To determine **monetary value**, the data science team could once again create a query that joins customer data (from the *customers* table) to sales data (from the *sales* table) and returns all customers and all sales in a table. They could then determine the **monetary value** of sales across all individual customers by summing up the total amount of sales by each unique customer ID, and they could sort the resulting table from highest to lowest total sales to get a sense for which customer(s) spent the most (i.e., the customer or customers at the top of the sorted table would have the highest level of **monetary value**). Since the focus for this dimension appears to be on how much each customer spends rather than how many meals each customer purchases, this resulting table should provide a clean and simple ranking of customers by their **monetary value** to the company. Like before, as an additional consideration, the team could also include store data in their query so that they could group customers by store and then determine the customers who generated the most dollars in sales – a step which would help the company identify the “best customers” across each store’s unique customer base as well as (or even instead of) the “best customers” overall and then target their marketing in the most relevant way to each geographic area.

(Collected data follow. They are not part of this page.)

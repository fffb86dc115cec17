mod models_catalog;
mod request_id;

use bytes::Bytes;

use crate::auth::{authenticate, build_allowed_key_set, AllowedClientKeys};
use crate::config::AppConfig;
use crate::error::GatewayError;
use crate::transport::HttpTransport;

use models_catalog::build_models_response_body;
use request_id::RequestIdGenerator;

/// Shared application state accessible to all handlers.
pub struct AppState {
    pub config: AppConfig,
    pub transport: HttpTransport,
    allowed_client_keys: AllowedClientKeys,
    request_ids: RequestIdGenerator,
    models_response_body: Bytes,
}

impl AppState {
    #[must_use]
    pub fn new(config: AppConfig, transport: HttpTransport) -> Self {
        let allowed_client_keys = build_allowed_key_set(&config.client_authentication);
        let models_response_body = build_models_response_body(&config.backend.deployment);
        Self {
            config,
            transport,
            allowed_client_keys,
            request_ids: RequestIdGenerator::new(),
            models_response_body,
        }
    }

    /// Build the transport from `config` and wrap both.
    ///
    /// # Errors
    ///
    /// Returns [`GatewayError::Config`] when the HTTP client cannot be built.
    pub fn from_config(config: AppConfig) -> Result<Self, GatewayError> {
        let transport = HttpTransport::new(&config.server, &config.backend)?;
        Ok(Self::new(config, transport))
    }

    pub fn next_request_seq(&self) -> u64 {
        self.request_ids.next_seq()
    }

    /// Authenticate a request using the prebuilt key index.
    ///
    /// # Errors
    ///
    /// Returns `GatewayError::Auth` when the API key is missing or invalid.
    pub fn authenticate(&self, headers: &http::HeaderMap) -> Result<(), GatewayError> {
        authenticate(headers, &self.allowed_client_keys)
    }

    #[must_use]
    pub fn completion_id(&self, request_seq: u64) -> String {
        self.request_ids.completion_id(request_seq)
    }

    #[must_use]
    pub fn models_response_body(&self) -> Bytes {
        self.models_response_body.clone()
    }
}
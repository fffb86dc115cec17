use std::sync::Arc;

use axum::body::Body;
use axum::http::Request;
use hyper::body::Incoming;
use hyper::service::service_fn;
use hyper_util::rt::{TokioExecutor, TokioIo};
use hyper_util::server::conn::auto::Builder as AutoBuilder;
use responses_gateway::config::{load_config, AppConfig};
use responses_gateway::observability::init_tracing;
use responses_gateway::routing::dispatch::{dispatch_request, normalize_base_path};
use responses_gateway::state::AppState;

const CONFIG_PATH_ENV: &str = "GATEWAY_CONFIG";
const DEFAULT_CONFIG_PATH: &str = "config.yaml";

fn main() {
    let config_path =
        std::env::var(CONFIG_PATH_ENV).unwrap_or_else(|_| DEFAULT_CONFIG_PATH.to_string());
    let config = load_config(&config_path).unwrap_or_else(|e| {
        eprintln!("Failed to load configuration from '{config_path}': {e}");
        eprintln!("Please copy 'config.example.yaml' to 'config.yaml' and modify as needed.");
        std::process::exit(1);
    });

    init_tracing(&config.features.log_level);
    let runtime = build_runtime(&config);

    runtime.block_on(async move {
        run(config).await;
    });
}

fn build_runtime(config: &AppConfig) -> tokio::runtime::Runtime {
    let worker_threads = config.server.runtime_worker_threads;
    let mut runtime_builder = if worker_threads == Some(1) {
        tokio::runtime::Builder::new_current_thread()
    } else {
        let mut builder = tokio::runtime::Builder::new_multi_thread();
        if let Some(threads) = worker_threads {
            builder.worker_threads(threads);
        }
        builder
    };
    runtime_builder.enable_io();
    runtime_builder.enable_time();
    runtime_builder.build().unwrap_or_else(|e| {
        eprintln!("Failed to initialize Tokio runtime: {e}");
        std::process::exit(1);
    })
}

async fn run(config: AppConfig) {
    let host = config.server.host.clone();
    let port = config.server.port;
    let base_path = normalize_base_path(&config.server.base_path);

    let state = AppState::from_config(config).unwrap_or_else(|err| {
        eprintln!("Failed to initialize backend client: {err}");
        std::process::exit(1);
    });
    let state = Arc::new(state);
    let dispatch_base_path = Arc::<str>::from(base_path.clone());

    tracing::info!(
        backend = %state.transport.responses_url(),
        deployment = %state.config.backend.deployment,
        "responses-gateway starting on {}:{} with base_path='{}'",
        host,
        port,
        base_path
    );

    let listener = tokio::net::TcpListener::bind(format!("{host}:{port}"))
        .await
        .unwrap_or_else(|err| {
            eprintln!("Failed to bind to {host}:{port}: {err}");
            std::process::exit(1);
        });

    tracing::info!("responses-gateway is ready to accept connections");
    serve_accept_loop(
        listener,
        AutoBuilder::new(TokioExecutor::new()),
        state,
        dispatch_base_path,
    )
    .await;
}

async fn serve_accept_loop(
    listener: tokio::net::TcpListener,
    conn_builder: AutoBuilder<TokioExecutor>,
    dispatch_state: Arc<AppState>,
    dispatch_base_path: Arc<str>,
) {
    loop {
        let (stream, remote_addr) = match listener.accept().await {
            Ok((stream, remote_addr)) => (stream, remote_addr),
            Err(err) => {
                tracing::warn!("accept error: {err}");
                continue;
            }
        };

        if let Err(err) = stream.set_nodelay(true) {
            tracing::debug!("failed to enable TCP_NODELAY for {remote_addr}: {err}");
        }

        let io = TokioIo::new(stream);
        let conn_builder = conn_builder.clone();
        let request_state = Arc::clone(&dispatch_state);
        let request_base_path = Arc::clone(&dispatch_base_path);
        let hyper_service = service_fn(move |request: Request<Incoming>| {
            dispatch_request(
                Arc::clone(&request_state),
                Arc::clone(&request_base_path),
                request.map(Body::new),
            )
        });

        tokio::spawn(async move {
            if let Err(err) = conn_builder.serve_connection(io, hyper_service).await {
                tracing::debug!("failed to serve connection from {remote_addr}: {err:#}");
            }
        });
    }
}
use std::sync::atomic::{AtomicU64, Ordering};

/// Per-process request ids: a random 128-bit seed XOR a sequence number.
pub(crate) struct RequestIdGenerator {
    seed: u128,
    counter: AtomicU64,
}

impl RequestIdGenerator {
    #[must_use]
    pub(crate) fn new() -> Self {
        let seed_hi = u128::from(fastrand::u64(..));
        let seed_lo = u128::from(fastrand::u64(..));
        Self {
            seed: (seed_hi << 64) | seed_lo,
            counter: AtomicU64::new(1),
        }
    }

    pub(crate) fn next_seq(&self) -> u64 {
        self.counter.fetch_add(1, Ordering::Relaxed)
    }

    #[must_use]
    pub(crate) fn request_uuid(&self, request_seq: u64) -> uuid::Uuid {
        uuid::Uuid::from_u128(self.seed ^ u128::from(request_seq))
    }

    /// `chatcmpl-<32 hex>`, shared by every chunk of one response.
    #[must_use]
    pub(crate) fn completion_id(&self, request_seq: u64) -> String {
        format!("chatcmpl-{}", self.request_uuid(request_seq).simple())
    }
}
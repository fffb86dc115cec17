/// Gateway-wide error type.
///
/// Malformed backend payloads and delta events whose call id cannot be
/// resolved never become a `GatewayError`; the transcoder drops them.
#[derive(Debug, thiserror::Error)]
pub enum GatewayError {
    #[error("Config error: {0}")]
    Config(String),
    #[error("Auth error: {0}")]
    Auth(String),
    #[error("Invalid request: {0}")]
    InvalidRequest(String),
    #[error("Upstream error: status={status}, message={message}")]
    Upstream { status: u16, message: String },
    #[error("Transport error: {0}")]
    Transport(String),
    #[error("Internal error: {0}")]
    Internal(String),
}

/// Broad error category for status code selection.
#[derive(Debug, Clone, Copy, PartialEq, Eq)]
pub enum ErrorCategory {
    InvalidRequest,
    Authentication,
    Permission,
    RateLimit,
    ServerError,
    Unknown,
}

/// Map a backend HTTP status code to an error category.
#[must_use]
pub fn category_from_upstream_status(status: u16) -> ErrorCategory {
    match status {
        400 => ErrorCategory::InvalidRequest,
        401 => ErrorCategory::Authentication,
        403 => ErrorCategory::Permission,
        429 => ErrorCategory::RateLimit,
        500..=599 => ErrorCategory::ServerError,
        _ => ErrorCategory::Unknown,
    }
}

impl GatewayError {
    #[must_use]
    pub fn category(&self) -> ErrorCategory {
        match self {
            GatewayError::InvalidRequest(_) => ErrorCategory::InvalidRequest,
            GatewayError::Auth(_) => ErrorCategory::Authentication,
            GatewayError::Config(_) | GatewayError::Transport(_) | GatewayError::Internal(_) => {
                ErrorCategory::ServerError
            }
            GatewayError::Upstream { status, .. } => category_from_upstream_status(*status),
        }
    }
}

fn http_status_for_category(cat: ErrorCategory) -> http::StatusCode {
    match cat {
        ErrorCategory::InvalidRequest => http::StatusCode::BAD_REQUEST,
        ErrorCategory::Authentication => http::StatusCode::UNAUTHORIZED,
        ErrorCategory::Permission => http::StatusCode::FORBIDDEN,
        ErrorCategory::RateLimit => http::StatusCode::TOO_MANY_REQUESTS,
        ErrorCategory::ServerError | ErrorCategory::Unknown => {
            http::StatusCode::INTERNAL_SERVER_ERROR
        }
    }
}

fn openai_error_type(cat: ErrorCategory) -> &'static str {
    match cat {
        ErrorCategory::InvalidRequest => "invalid_request_error",
        ErrorCategory::Authentication => "authentication_error",
        ErrorCategory::Permission => "permission_error",
        ErrorCategory::RateLimit => "rate_limit_error",
        ErrorCategory::ServerError | ErrorCategory::Unknown => "server_error",
    }
}

fn openai_error_code(cat: ErrorCategory) -> &'static str {
    match cat {
        ErrorCategory::InvalidRequest => "invalid_request",
        ErrorCategory::Authentication => "invalid_api_key",
        ErrorCategory::Permission => "permission_denied",
        ErrorCategory::RateLimit => "rate_limit_exceeded",
        ErrorCategory::ServerError | ErrorCategory::Unknown => "server_error",
    }
}

/// Format an error as a Chat Completions error body, returning
/// (`status_code`, JSON body).
#[must_use]
pub fn format_error(err: &GatewayError) -> (http::StatusCode, serde_json::Value) {
    let cat = err.category();
    let status = http_status_for_category(cat);
    let body = serde_json::json!({
        "error": {
            "message": err.to_string(),
            "type": openai_error_type(cat),
            "code": openai_error_code(cat),
            "param": null,
        }
    });
    (status, body)
}

impl axum::response::IntoResponse for GatewayError {
    fn into_response(self) -> axum::response::Response {
        let (status, body) = format_error(&self);
        (status, axum::Json(body)).into_response()
    }
}
mod http_transport;

pub use http_transport::{build_responses_url, sanitize_upstream_error, HttpTransport};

To synthesize all three RFM dimensions into a single **customer value** for each customer, the data science team could start by dividing up the customers across their three individualized **recency**, **frequency**, and **monetary value** tables into deciles (i.e., 10 groups of roughly 10%/equal portions of total customers) and assigning each decile a distinct value from 10 (best) to 1 (worst). For example, they could assign the first 10% of customers in each table – specifically, those that are ranked/appear at the top – a decile value of 10 and the last 10% of customers in each table – specifically, those that are ranked/appear at the bottom – a decile value of 1. Next, to keep things simple and treat all three dimensions as equally important to the company, the team could multiply the decile values assigned to each unique customer ID across each of the three tables to get a “composite RFM score”; this score would take into account each customer’s decile position across each of the three RFM dimensions and serve as a proxy/representation of overall **customer value** (e.g., a customer who’s in decile 8 for recency, decile 10 for frequency, and decile 9 for monetary value would have a “composite RFM score” of 720). Finally, they could then rank/sort all customers from highest to lowest composite RFM score to get an idea of who the company’s “best customers” are, and the company could choose to focus on just the best overall decile (10%) of customers with the highest scores to target a small yet meaningful slice of the collective customer base for targeted marketing, outreach, or perks. This same analysis could be performed at a store-level if the company wanted to more intentionally (and perhaps more effectively) tailor marketing efforts to customers within each geographic area, provided the data science team grouped customers by store in the preceding suggested steps for determining **recency**, **frequency**, and **monetary value**.